◆ **Task description**
Write the data below out again in full, exactly as shown.

_ _ _ _ _ _ _

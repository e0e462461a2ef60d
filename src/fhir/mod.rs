//! Minimal FHIR R4 wire model
//!
//! Just enough of the R4 resource surface to serialize the transaction
//! bundles the registry accepts. Field presence mirrors the registry's
//! expected request shape; this module performs no conformance checking.

pub mod bundle;
pub mod resources;
pub mod types;

pub use bundle::{Bundle, BundleEntry, BundleRequest};
pub use types::{CodeableConcept, Coding, Extension, Identifier, Period, Quantity, Reference};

_ _ _ _ _ _ _

◆ **Answer box**
repository e0e462461a2ef60d
filename src/fhir/mod.rs
//! Minimal FHIR R4 wire model
//!
//! Just enough of the R4 resource surface to serialize the transaction
//! bundles the registry accepts. Field presence mirrors the registry's
//! expected request shape; this module performs no conformance checking.

pub mod bundle;
pub mod resources;
pub mod types;

pub use bundle::{Bundle, BundleEntry, BundleRequest};
pub use types::{CodeableConcept, Coding, Extension, Identifier, Period, Quantity, Reference};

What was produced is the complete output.